Il contesto dovrebbe chiarire i dubbi e nell’esempio riportato sopra basterebbe eliminare la seconda occorrenza di indipendenti, ridondante perché è un’informazione appena fornita, e rendere così più leggibile la frase.
Disputed content vs contenuto contestato
In inglese dispute vuol dire mettere in discussione la validità o la veridicità di un’affermazione, quindi corrisponde a una delle accezioni che ha contestare in italiano.
C’è però chi potrebbe fraintendere contestare e interpretarlo come “criticare”, sia in 1 contenuto contestato che in 2 contestano questi contenuti. Per eliminare l’ambiguità si potrebbe sostituire la seconda occorrenza con mettono in dubbio.
Un’ultima osservazione: non ho trovato la frase originale inglese ma presumo che potresti sia la traduzione di you might [want to] o di una frase simile. Probabilmente chi ha tradotto l’ha fraintesa: in inglese infatti è una formula di cortesia che non fa considerazioni ipotetiche ma indica invece cosa fare.

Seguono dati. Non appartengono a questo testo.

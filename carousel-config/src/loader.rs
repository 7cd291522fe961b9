use std::fmt::{self, Display};
use std::fs;
use std::io;
use std::path::{Path, PathBuf};

use anyhow::Context;
use carousel_core::CarouselOptions;
use carousel_core::options::Coercible;
use thiserror::Error;
use tracing::{debug, warn};

use crate::util::{non_empty, parse_bool};

pub const OPTIONS_PATH_VAR: &str = "CAROUSEL_OPTIONS_PATH";
pub const OPTIONS_JSON_VAR: &str = "CAROUSEL_OPTIONS_JSON";
pub const INCREMENT_VAR: &str = "CAROUSEL_INCREMENT";
pub const INCREMENT_MODE_VAR: &str = "CAROUSEL_INCREMENT_MODE";
pub const ACCESSIBLE_VAR: &str = "CAROUSEL_ACCESSIBLE";

const DEFAULT_FILES: &[&str] = &[
    "carousel.toml",
    "carousel.json",
    "config/carousel.toml",
    "config/carousel.json",
];

/// Source that produced the carousel options.
#[derive(Debug, Clone, PartialEq, Eq, Default)]
pub enum CarouselOptionsSource {
    #[default]
    Default,
    EnvPath(PathBuf),
    EnvInline,
    File(PathBuf),
}

impl Display for CarouselOptionsSource {
    fn fmt(&self, f: &mut fmt::Formatter<'_>) -> fmt::Result {
        match self {
            CarouselOptionsSource::Default => f.write_str("default"),
            CarouselOptionsSource::EnvPath(path) => {
                write!(f, "env:{}", path.display())
            }
            CarouselOptionsSource::EnvInline => f.write_str("env:inline"),
            CarouselOptionsSource::File(path) => {
                write!(f, "file:{}", path.display())
            }
        }
    }
}

#[derive(Debug, Error)]
pub enum ConfigLoadError {
    #[error("failed to read carousel options from {}", .path.display())]
    Read {
        path: PathBuf,
        #[source]
        source: io::Error,
    },

    #[error("invalid carousel options {origin}: {reason}")]
    Parse { origin: String, reason: String },
}

/// Load carousel options using the process environment and the current
/// directory.
///
/// Evaluation order:
/// 1) `$CAROUSEL_OPTIONS_PATH` (TOML or JSON file),
/// 2) `$CAROUSEL_OPTIONS_JSON` (inline JSON),
/// 3) the first existing default file,
/// 4) defaults if none of the above applies.
///
/// `$CAROUSEL_INCREMENT`, `$CAROUSEL_INCREMENT_MODE` and
/// `$CAROUSEL_ACCESSIBLE` are then applied on top.
pub fn load_from_env() -> anyhow::Result<(CarouselOptions, CarouselOptionsSource)> {
    load_with(|name| std::env::var(name).ok(), Path::new("."))
}

/// [`load_from_env`] with an explicit variable lookup and base directory for
/// the default files.
pub fn load_with<F>(
    lookup: F,
    base_dir: &Path,
) -> anyhow::Result<(CarouselOptions, CarouselOptionsSource)>
where
    F: Fn(&str) -> Option<String>,
{
    let (options, source) = resolve_base(&lookup, base_dir)?;
    debug!(%source, "carousel options resolved");
    Ok((apply_env_overrides(options, &lookup), source))
}

fn resolve_base<F>(
    lookup: &F,
    base_dir: &Path,
) -> anyhow::Result<(CarouselOptions, CarouselOptionsSource)>
where
    F: Fn(&str) -> Option<String>,
{
    if let Some(path_str) = non_empty(lookup(OPTIONS_PATH_VAR)) {
        let path = PathBuf::from(path_str);
        let options = load_from_file(&path)
            .with_context(|| format!("failed to load {OPTIONS_PATH_VAR}"))?;
        return Ok((options, CarouselOptionsSource::EnvPath(path)));
    }

    if let Some(raw) = non_empty(lookup(OPTIONS_JSON_VAR)) {
        let options = parse_json(&raw)
            .with_context(|| format!("failed to parse {OPTIONS_JSON_VAR}"))?;
        return Ok((options, CarouselOptionsSource::EnvInline));
    }

    if let Some(path) = find_default_file(base_dir) {
        let options = load_from_file(&path)?;
        return Ok((options, CarouselOptionsSource::File(path)));
    }

    Ok((CarouselOptions::default(), CarouselOptionsSource::Default))
}

pub fn load_from_file(path: &Path) -> Result<CarouselOptions, ConfigLoadError> {
    let contents = fs::read_to_string(path).map_err(|source| ConfigLoadError::Read {
        path: path.to_path_buf(),
        source,
    })?;
    let origin = path.display().to_string();

    match path.extension().and_then(|ext| ext.to_str()) {
        Some("json") => parse_json_from(&contents, &origin),
        Some("toml") | Some("tml") => {
            toml::from_str(&contents).map_err(|err| ConfigLoadError::Parse {
                origin,
                reason: err.to_string(),
            })
        }
        _ => parse_from_str(&contents, &origin),
    }
}

/// Parse options of unknown format. TOML is tried first, then JSON.
pub fn parse_from_str(
    contents: &str,
    origin: &str,
) -> Result<CarouselOptions, ConfigLoadError> {
    toml::from_str(contents).or_else(|toml_err| {
        serde_json::from_str(contents).map_err(|json_err| ConfigLoadError::Parse {
            origin: origin.to_string(),
            reason: format!("toml error: {toml_err}; json error: {json_err}"),
        })
    })
}

pub fn parse_json(raw: &str) -> Result<CarouselOptions, ConfigLoadError> {
    parse_json_from(raw, "json")
}

fn parse_json_from(raw: &str, origin: &str) -> Result<CarouselOptions, ConfigLoadError> {
    serde_json::from_str(raw).map_err(|err| ConfigLoadError::Parse {
        origin: origin.to_string(),
        reason: err.to_string(),
    })
}

pub fn find_default_file(base_dir: &Path) -> Option<PathBuf> {
    DEFAULT_FILES
        .iter()
        .map(|candidate| base_dir.join(candidate))
        .find(|path| path.is_file())
}

/// Apply the scalar environment overrides. Values are coerced later by
/// option normalization, so an unparseable increment still falls back to
/// its default there.
pub fn apply_env_overrides<F>(mut options: CarouselOptions, lookup: &F) -> CarouselOptions
where
    F: Fn(&str) -> Option<String>,
{
    if let Some(raw) = non_empty(lookup(INCREMENT_VAR)) {
        debug!(value = %raw, "increment overridden from environment");
        options.increment = Some(Coercible::Text(raw));
    }

    if let Some(raw) = non_empty(lookup(INCREMENT_MODE_VAR)) {
        debug!(value = %raw, "increment mode overridden from environment");
        options.increment_mode = Some(raw);
    }

    if let Some(raw) = non_empty(lookup(ACCESSIBLE_VAR)) {
        match parse_bool(raw.trim()) {
            Some(accessible) => options.accessible = accessible,
            None => warn!(value = %raw, var = ACCESSIBLE_VAR, "ignoring non-boolean override"),
        }
    }

    options
}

Vignetta: thelogicofscience.com
In conclusione…
Nella localizzazione entrano in gioco molti aspetti: di interpretazione del testo, sintattici, terminologici, lessicali, aspettative sull’utente finale ecc. A volte non è possibile conciliarli tutti e si deve scegliere quali privilegiare.
In questo caso credo siano preferibili soluzioni magari poco eleganti ma immediatamente comprensibili, come verificatore di fatti indipendente, ad alternative più ambigue o ad anglicismi poco trasparenti.
In tema, vedi anche:
♦ Vi smonto il debunking
♦ Il “fatticidio” dell’era Trump
♦ Post-truth in italiano: verità, veridicità e fatti
♦ Perché fake news anche in italiano?
♦ Alt-facts, in alternativa ai fatti!
♦ “Misinformazione” anche in italiano?.
.mau.:
(attenta al refuso: «…sia il calco verifica del fatti»)
Il problema che vedo con “verifica” è proprio etimologico, con quel “vero” che spunta. Facebook ha fatto la scelta probabilmente più semplice dal punto di vista algoritmico e meno controversa: non decide cosa è vero e cosa è falso, ma segnala che qualcuno mette in dubbio quella cosa. Se pensiamo che un fatto “non è verificato” abbiamo invece implicitamente detto che è falso, almeno a prima vista.
Licia:
@.mau., quando ho scritto il post ho controllato parecchie definizioni in inglese e il verbo verify è ricorrente; nella definizione di Wikipedia c’è anche veracity: “Fact checking is the act of checking factual assertions in non-fictional text in order to determine the veracity and correctness of the factual statements in the text. This may be done either before (ante hoc) or after (post hoc) the text has been published or otherwise disseminated“. Nell’eventuale scelta tra check e verify però mi pare scontato che in inglese prevalesse check perché più corto, “anglosassone” e anche complementare a fact-finding. Sull’uso di fatto in italiano mi pare siamo d’accordo ma credo quasi impossibile evitare il calco su influenza di fact…
PS Refuso corretto, grazie!
.mau.:
però a questo punto Facebook non sta facendo fact-checking, visto che quello che verifica 🙂 è che ci sono versioni alternative sulla verità dell’affermazione…
Licia:
@.mau. infatti lo fanno fare a terze parti! Nell’interfaccia in inglese, ottenuta dal loro comunicato stampa dello scorso dicembre, si può notare che l’hanno messo in evidenza, ad es. scrivendo 3rd che attira di più l’attenzione di third.
L’uso di Facebook per me comunque è soprattutto uno spunto per rimarcare che fact checking è un anglicismo superfluo. 🙂
Carla Crivello:
A proposito di verifica dei fatti, segnalo “World map of fact-checking sites” e “Verification handbook. A definitive guide to verifying digital content for emergency coverage” , prodotto dall’European Journalism Centre e disponibile anche in italiano.
Carla
Licia:
@Carla, grazie. Aggiungo il link da cui scaricare i PDF in varie lingue: http://verificationhandbook.com/
Avevo già dato un’occhiata ed è interessante notare che in inglese non viene mai usato check ma verification (che poi si ritrova nella traduzione italiana, in particolare verifica dei contenuti).